> [Work to be completed]:
Word for word, restate the entries below from their first line through the line that contains "is counted, and".

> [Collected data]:

+++++

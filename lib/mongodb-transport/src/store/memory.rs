//! In-process document store.

use std::{
    collections::HashMap,
    sync::{
        atomic::{AtomicBool, Ordering},
        Arc, Mutex, MutexGuard, PoisonError,
    },
};

use mongodb::bson::Document;

use super::{DocumentStore, StoreCollection, StoreDatabase, StoreError, StoreSession};
use crate::config::{Credentials, Endpoint, WriteAcknowledgement};

#[derive(Default)]
struct MemoryState {
    unreachable: bool,
    reject_writes: bool,
    users: HashMap<String, String>,
    documents: HashMap<String, Vec<Document>>,
    connects: usize,
    authentications: usize,
    releases: usize,
    open_sessions: usize,
    last_endpoint: Option<Endpoint>,
    last_write_acknowledgement: Option<WriteAcknowledgement>,
}

/// An in-process document store.
///
/// Documents are kept in memory, grouped by namespace. Every connect, authentication, and release is counted, and
/// failures can be injected, which makes it suitable for dry runs and for exercising a transport without a server.
///
/// Cloning is cheap, and all clones share the same underlying store.
#[derive(Clone, Default)]
pub struct MemoryStore {
    state: Arc<Mutex<MemoryState>>,
}

impl MemoryStore {
    /// Creates a new, empty `MemoryStore`.
    pub fn new() -> Self {
        Self::default()
    }

    fn state(&self) -> MutexGuard<'_, MemoryState> {
        self.state.lock().unwrap_or_else(PoisonError::into_inner)
    }

    /// Registers a user that authentication will accept.
    pub fn add_user(&self, user_name: impl Into<String>, password: impl Into<String>) {
        self.state().users.insert(user_name.into(), password.into());
    }

    /// Sets whether connection attempts should fail as if the store were unreachable.
    pub fn set_unreachable(&self, unreachable: bool) {
        self.state().unreachable = unreachable;
    }

    /// Sets whether inserts should be rejected.
    pub fn set_reject_writes(&self, reject: bool) {
        self.state().reject_writes = reject;
    }

    /// Returns the documents inserted into `collection` of `database`, in insertion order.
    pub fn documents(&self, database: &str, collection: &str) -> Vec<Document> {
        self.state()
            .documents
            .get(&namespace(database, collection))
            .cloned()
            .unwrap_or_default()
    }

    /// Returns the total number of documents inserted, across all namespaces.
    pub fn document_count(&self) -> usize {
        self.state().documents.values().map(Vec::len).sum()
    }

    /// Returns the number of sessions that have been opened.
    pub fn connects(&self) -> usize {
        self.state().connects
    }

    /// Returns the number of authentication attempts, successful or not.
    pub fn authentications(&self) -> usize {
        self.state().authentications
    }

    /// Returns the number of sessions that have been closed.
    pub fn releases(&self) -> usize {
        self.state().releases
    }

    /// Returns the number of sessions currently open.
    pub fn open_sessions(&self) -> usize {
        self.state().open_sessions
    }

    /// Returns the endpoint of the most recent connection attempt.
    pub fn last_endpoint(&self) -> Option<Endpoint> {
        self.state().last_endpoint.clone()
    }

    /// Returns the write acknowledgement level of the most recently opened session.
    pub fn last_write_acknowledgement(&self) -> Option<WriteAcknowledgement> {
        self.state().last_write_acknowledgement
    }
}

impl DocumentStore for MemoryStore {
    fn connect(
        &self, endpoint: &Endpoint, write_acknowledgement: Option<WriteAcknowledgement>,
    ) -> Result<Box<dyn StoreSession>, StoreError> {
        let mut state = self.state();
        state.last_endpoint = Some(endpoint.clone());
        if state.unreachable {
            return Err(StoreError::Unreachable {
                endpoint: endpoint.clone(),
                reason: "connection refused".to_string(),
            });
        }

        state.connects += 1;
        state.open_sessions += 1;
        state.last_write_acknowledgement = write_acknowledgement;

        Ok(Box::new(MemorySession {
            store: self.clone(),
            open: Arc::new(AtomicBool::new(true)),
        }))
    }
}

struct MemorySession {
    store: MemoryStore,
    open: Arc<AtomicBool>,
}

impl StoreSession for MemorySession {
    fn database(&self, name: &str) -> Result<Box<dyn StoreDatabase>, StoreError> {
        if !self.open.load(Ordering::Acquire) {
            return Err(StoreError::Closed);
        }

        Ok(Box::new(MemoryDatabase {
            store: self.store.clone(),
            open: Arc::clone(&self.open),
            name: name.to_string(),
        }))
    }

    fn close(&self) {
        let mut state = self.store.state();
        if self.open.swap(false, Ordering::AcqRel) {
            state.releases += 1;
            state.open_sessions -= 1;
        }
    }
}

struct MemoryDatabase {
    store: MemoryStore,
    open: Arc<AtomicBool>,
    name: String,
}

impl StoreDatabase for MemoryDatabase {
    fn authenticate(&mut self, credentials: &Credentials) -> Result<(), StoreError> {
        let mut state = self.store.state();
        state.authentications += 1;

        match state.users.get(credentials.user_name()) {
            Some(password) if password == credentials.password() => Ok(()),
            _ => Err(StoreError::AuthenticationRejected {
                reason: "Authentication failed.".to_string(),
            }),
        }
    }

    fn collection(&self, name: &str) -> Result<Arc<dyn StoreCollection>, StoreError> {
        if !self.open.load(Ordering::Acquire) {
            return Err(StoreError::Closed);
        }

        Ok(Arc::new(MemoryCollection {
            store: self.store.clone(),
            open: Arc::clone(&self.open),
            namespace: namespace(&self.name, name),
        }))
    }
}

struct MemoryCollection {
    store: MemoryStore,
    open: Arc<AtomicBool>,
    namespace: String,
}

impl StoreCollection for MemoryCollection {
    fn namespace(&self) -> &str {
        &self.namespace
    }

    fn insert(&self, document: Document) -> Result<(), StoreError> {
        let mut state = self.store.state();
        if !self.open.load(Ordering::Acquire) {
            return Err(StoreError::Closed);
        }

        if state.reject_writes {
            return Err(StoreError::WriteRejected {
                reason: "write rejected by store".to_string(),
            });
        }

        state.documents.entry(self.namespace.clone()).or_default().push(document);
        Ok(())
    }
}

fn namespace(database: &str, collection: &str) -> String {
    format!("{}.{}", database, collection)
}
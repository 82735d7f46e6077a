use std::{path::PathBuf, sync::Arc};

use bytes::BytesMut;
use geoevent_config::{ConfigurationLoader, ErrorContext as _, GenericConfiguration, GenericError};
use mongodb_transport::{
    service::MongoDbOutboundTransportService,
    store::{DocumentStore, MemoryStore, MongoStore},
    OutboundTransport, RunningState,
};
use tokio::{
    io::{stdin, AsyncBufReadExt as _, BufReader},
    select,
    signal::unix::{signal, SignalKind},
    sync::Semaphore,
    task::spawn_blocking,
};
use tracing::{debug, error, info, warn};

use crate::config::RunConfig;

/// Environment variable prefix for configuration overrides.
pub const ENV_PREFIX: &str = "GEOEVENT";

/// Loads the host configuration.
///
/// The configuration file, if given, must exist. Environment variables prefixed with [`ENV_PREFIX`] are layered on
/// top.
pub fn load_configuration(path: Option<PathBuf>) -> Result<GenericConfiguration, GenericError> {
    let mut loader = ConfigurationLoader::default();
    if let Some(path) = path {
        loader = loader.from_yaml(path);
    }

    loader
        .from_environment(ENV_PREFIX)
        .error_context("Failed to configure environment variable source.")?
        .into_generic()
        .error_context("Failed to load configuration.")
}

/// Runs the transport until standard input is exhausted or a shutdown signal is received.
///
/// `SIGHUP` re-reads the configuration and applies it to the transport.
pub async fn run(run_config: RunConfig, configuration: GenericConfiguration) -> Result<(), GenericError> {
    info!(
        component_id = %run_config.component_id,
        dry_run = run_config.dry_run,
        workers = run_config.workers,
        "MongoDB outbound transport starting..."
    );

    let store: Arc<dyn DocumentStore> = if run_config.dry_run {
        Arc::new(MemoryStore::new())
    } else {
        Arc::new(MongoStore::new())
    };

    let service = MongoDbOutboundTransportService::new();
    let transport: Arc<dyn OutboundTransport> = Arc::from(
        service
            .create_transport(run_config.component_id.clone(), configuration.clone(), store)
            .error_context("Failed to create transport.")?,
    );

    let started = {
        let transport = Arc::clone(&transport);
        spawn_blocking(move || transport.start())
            .await
            .error_context("Transport start task failed.")?
    };
    if started.is_err() {
        warn!("Transport failed to start. Events will be dropped until the configuration is fixed and reloaded.");
    }

    let mut sigint = signal(SignalKind::interrupt()).error_context("Failed to set up SIGINT handler.")?;
    let mut sigterm = signal(SignalKind::terminate()).error_context("Failed to set up SIGTERM handler.")?;
    let mut sighup = signal(SignalKind::hangup()).error_context("Failed to set up SIGHUP handler.")?;

    let workers = Arc::new(Semaphore::new(run_config.workers as usize));
    let channel_id: Arc<str> = Arc::from(run_config.channel_id.as_str());
    let mut reader = BufReader::new(stdin());
    let mut line = Vec::new();

    loop {
        select! {
            _ = sigint.recv() => {
                info!("Received SIGINT, shutting down...");
                break;
            }
            _ = sigterm.recv() => {
                info!("Received SIGTERM, shutting down...");
                break;
            }
            _ = sighup.recv() => {
                info!("Received SIGHUP, reloading configuration...");
                let configuration = configuration.clone();
                let transport = Arc::clone(&transport);
                spawn_blocking(move || reload(&configuration, transport.as_ref()))
                    .await
                    .error_context("Configuration reload task failed.")?;
            }
            result = reader.read_until(b'\n', &mut line) => {
                let read = result.error_context("Failed to read from standard input.")?;
                if read == 0 {
                    info!("Reached end of input, shutting down...");
                    break;
                }

                let event = trim_line_ending(&line);
                if !event.is_empty() {
                    let permit = Arc::clone(&workers)
                        .acquire_owned()
                        .await
                        .error_context("Worker pool closed.")?;
                    let mut buffer = BytesMut::from(event);
                    let transport = Arc::clone(&transport);
                    let channel_id = Arc::clone(&channel_id);
                    spawn_blocking(move || {
                        transport.receive(&mut buffer, &channel_id);
                        drop(permit);
                    });
                }
                line.clear();
            }
        }
    }

    // Wait for in-flight events before releasing the connection.
    let _all = workers
        .acquire_many(run_config.workers)
        .await
        .error_context("Worker pool closed.")?;

    let stopped = Arc::clone(&transport);
    spawn_blocking(move || stopped.stop())
        .await
        .error_context("Transport stop task failed.")?;

    let statistics = transport.statistics();
    info!(
        events_received = statistics.events_received,
        documents_inserted = statistics.documents_inserted,
        events_dropped_not_started = statistics.events_dropped_not_started,
        decode_errors = statistics.decode_errors,
        parse_errors = statistics.parse_errors,
        insert_errors = statistics.insert_errors,
        "Transport statistics."
    );

    Ok(())
}

fn reload(configuration: &GenericConfiguration, transport: &dyn OutboundTransport) {
    if let Err(e) = configuration.reload() {
        error!(error = %e, "Failed to reload configuration. Keeping the current configuration.");
        return;
    }

    match transport.apply_configuration() {
        Ok(()) => debug!(state = %transport.running_state(), "Applied reloaded configuration."),
        Err(e) => error!(error = %e, "Failed to apply reloaded configuration."),
    }

    // A transport left in error by an earlier failure only recovers through an explicit start.
    if transport.running_state() == RunningState::Error {
        match transport.start() {
            Ok(()) => debug!(state = %transport.running_state(), "Restarted transport after reload."),
            Err(e) => debug!(error = %e, state = %transport.running_state(), "Transport still failing after reload."),
        }
    }
}

fn trim_line_ending(line: &[u8]) -> &[u8] {
    let line = line.strip_suffix(b"\n").unwrap_or(line);
    line.strip_suffix(b"\r").unwrap_or(line)
}
use std::sync::Arc;

use mongodb::bson::Document;
use snafu::ResultExt as _;
use tracing::debug;

use crate::{
    config::MongoOutboundConfiguration,
    error::{Authentication, BindDatabase, Connect, ConnectionError, ResolveCollection},
    store::{DocumentStore, StoreCollection, StoreError, StoreSession},
};

/// The live resources of one connection.
///
/// A handle owns a client session to one endpoint, bound to one database and resolved to one collection. It is
/// immutable once acquired: reconfiguring means releasing the handle and acquiring a new one.
pub struct ConnectionHandle {
    session: Box<dyn StoreSession>,
    collection: Arc<dyn StoreCollection>,
}

impl ConnectionHandle {
    /// Acquires a connection from `store` for the given configuration.
    ///
    /// Acquisition connects, binds the database, authenticates if the credentials are complete, and resolves the
    /// collection, in that order. If any step fails, the session opened by the first step is closed before the error
    /// is returned.
    ///
    /// # Errors
    ///
    /// If any acquisition step fails, an error identifying the step is returned.
    pub fn acquire(store: &dyn DocumentStore, config: &MongoOutboundConfiguration) -> Result<Self, ConnectionError> {
        let endpoint = config.endpoint();
        let session = store
            .connect(endpoint, config.write_acknowledgement())
            .context(Connect {
                endpoint: endpoint.clone(),
            })?;

        match bind(session.as_ref(), config) {
            Ok(collection) => {
                debug!(%endpoint, collection = collection.namespace(), "Acquired connection.");
                Ok(Self { session, collection })
            }
            Err(e) => {
                session.close();
                Err(e)
            }
        }
    }

    /// Returns the namespace of the bound collection.
    pub fn namespace(&self) -> &str {
        self.collection.namespace()
    }

    /// Inserts a document into the bound collection.
    ///
    /// # Errors
    ///
    /// If the insert fails, or the handle has been released, an error is returned.
    pub fn insert(&self, document: Document) -> Result<(), StoreError> {
        self.collection.insert(document)
    }

    /// Releases the connection.
    ///
    /// Releasing is idempotent. Inserts through a released handle fail.
    pub fn release(&self) {
        self.session.close();
    }
}

impl Drop for ConnectionHandle {
    fn drop(&mut self) {
        self.release();
    }
}

fn bind(
    session: &dyn StoreSession, config: &MongoOutboundConfiguration,
) -> Result<Arc<dyn StoreCollection>, ConnectionError> {
    let endpoint = config.endpoint();
    let mut database = session.database(config.database_name()).context(BindDatabase {
        database: config.database_name(),
        endpoint: endpoint.clone(),
    })?;

    let credentials = config.credentials();
    if credentials.is_complete() {
        database.authenticate(credentials).context(Authentication {
            endpoint: endpoint.clone(),
            user_name: credentials.user_name(),
        })?;
    }

    database.collection(config.collection_name()).context(ResolveCollection {
        collection: config.collection_name(),
        database: config.database_name(),
    })
}
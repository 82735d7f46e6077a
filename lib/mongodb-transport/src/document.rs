use mongodb::bson::Document;
use serde_json::Value as JsonValue;
use snafu::{ResultExt as _, Snafu};

/// A document parsing error.
#[derive(Debug, Snafu)]
#[snafu(context(suffix(false)))]
pub enum ParseError {
    /// The text is not well-formed JSON.
    #[snafu(display("Failed to parse event as JSON: {}", source))]
    Syntax {
        /// Error source.
        source: serde_json::Error,
    },

    /// The text is well-formed JSON, but its top-level value is not an object.
    #[snafu(display("Expected a JSON object at the top level, found {}.", found))]
    NotADocument {
        /// Kind of value found instead.
        found: &'static str,
    },

    /// The object uses an Extended JSON form (`$oid`, `$date`, ...) with an invalid value.
    #[snafu(display("Invalid Extended JSON value: {}", reason))]
    ExtendedJson {
        /// Reason given by the converter.
        reason: String,
    },
}

/// Parses `text` as a document.
///
/// Any JSON object is accepted, including nested objects and arrays; there is no schema. Values written in MongoDB
/// Extended JSON (for example `{"$oid": "..."}` or `{"$date": ...}`) are converted to their native BSON types.
///
/// # Errors
///
/// If `text` is not well-formed JSON, its top-level value is not an object, or it contains malformed Extended JSON, an
/// error is returned.
pub fn parse_document(text: &str) -> Result<Document, ParseError> {
    let value: JsonValue = serde_json::from_str(text).context(Syntax)?;
    match value {
        JsonValue::Object(map) => Document::try_from(map).map_err(|e| ParseError::ExtendedJson { reason: e.to_string() }),
        other => Err(ParseError::NotADocument {
            found: json_kind(&other),
        }),
    }
}

const fn json_kind(value: &JsonValue) -> &'static str {
    match value {
        JsonValue::Null => "null",
        JsonValue::Bool(_) => "a boolean",
        JsonValue::Number(_) => "a number",
        JsonValue::String(_) => "a string",
        JsonValue::Array(_) => "an array",
        JsonValue::Object(_) => "an object",
    }
}

#[cfg(test)]
mod tests {
    use mongodb::bson::{doc, Bson};

    use super::*;

    #[test]
    fn flat_object() {
        let document = parse_document(r#"{"id":1,"val":"a"}"#).unwrap();
        assert_eq!(document, doc! { "id": 1, "val": "a" });
    }

    #[test]
    fn nested_values() {
        let document =
            parse_document(r#"{"track":{"id":"T1","points":[[1.5,2.5],[3.0,4.0]]},"tags":[],"speed":null}"#).unwrap();

        assert_eq!(
            document,
            doc! {
                "track": { "id": "T1", "points": [[1.5, 2.5], [3.0, 4.0]] },
                "tags": [],
                "speed": Bson::Null,
            }
        );
    }

    #[test]
    fn preserves_key_order() {
        let document = parse_document(r#"{"z":1,"a":2,"m":3}"#).unwrap();
        let keys = document.keys().map(String::as_str).collect::<Vec<_>>();
        assert_eq!(keys, vec!["z", "a", "m"]);
    }

    #[test]
    fn extended_json_object_id() {
        let document = parse_document(r#"{"_id":{"$oid":"507f1f77bcf86cd799439011"}}"#).unwrap();
        assert!(matches!(document.get("_id"), Some(Bson::ObjectId(_))));
    }

    #[test]
    fn invalid_extended_json() {
        let result = parse_document(r#"{"_id":{"$oid":"not-an-object-id"}}"#);
        assert!(matches!(result, Err(ParseError::ExtendedJson { .. })));
    }

    #[test]
    fn malformed_syntax() {
        for input in ["not-json", "", "{", r#"{"id":}"#, r#"{"id":1}}"#] {
            let result = parse_document(input);
            assert!(matches!(result, Err(ParseError::Syntax { .. })), "input: {:?}", input);
        }
    }

    #[test]
    fn top_level_must_be_object() {
        let cases = [
            ("[1,2]", "an array"),
            ("42", "a number"),
            ("\"text\"", "a string"),
            ("true", "a boolean"),
            ("null", "null"),
        ];

        for (input, expected) in cases {
            match parse_document(input) {
                Err(ParseError::NotADocument { found }) => assert_eq!(found, expected),
                other => panic!("unexpected result for {:?}: {:?}", input, other),
            }
        }
    }
}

+++++

> [Response for this exercise]:
filename lib/mongodb-transport/src/store/memory.rs
//! In-process document store.

use std::{
    collections::HashMap,
    sync::{
        atomic::{AtomicBool, Ordering},
        Arc, Mutex, MutexGuard, PoisonError,
    },
};

use mongodb::bson::Document;

use super::{DocumentStore, StoreCollection, StoreDatabase, StoreError, StoreSession};
use crate::config::{Credentials, Endpoint, WriteAcknowledgement};

#[derive(Default)]
struct MemoryState {
    unreachable: bool,
    reject_writes: bool,
    users: HashMap<String, String>,
    documents: HashMap<String, Vec<Document>>,
    connects: usize,
    authentications: usize,
    releases: usize,
    open_sessions: usize,
    last_endpoint: Option<Endpoint>,
    last_write_acknowledgement: Option<WriteAcknowledgement>,
}

/// An in-process document store.
///
/// Documents are kept in memory, grouped by namespace. Every connect, authentication, and release is counted, and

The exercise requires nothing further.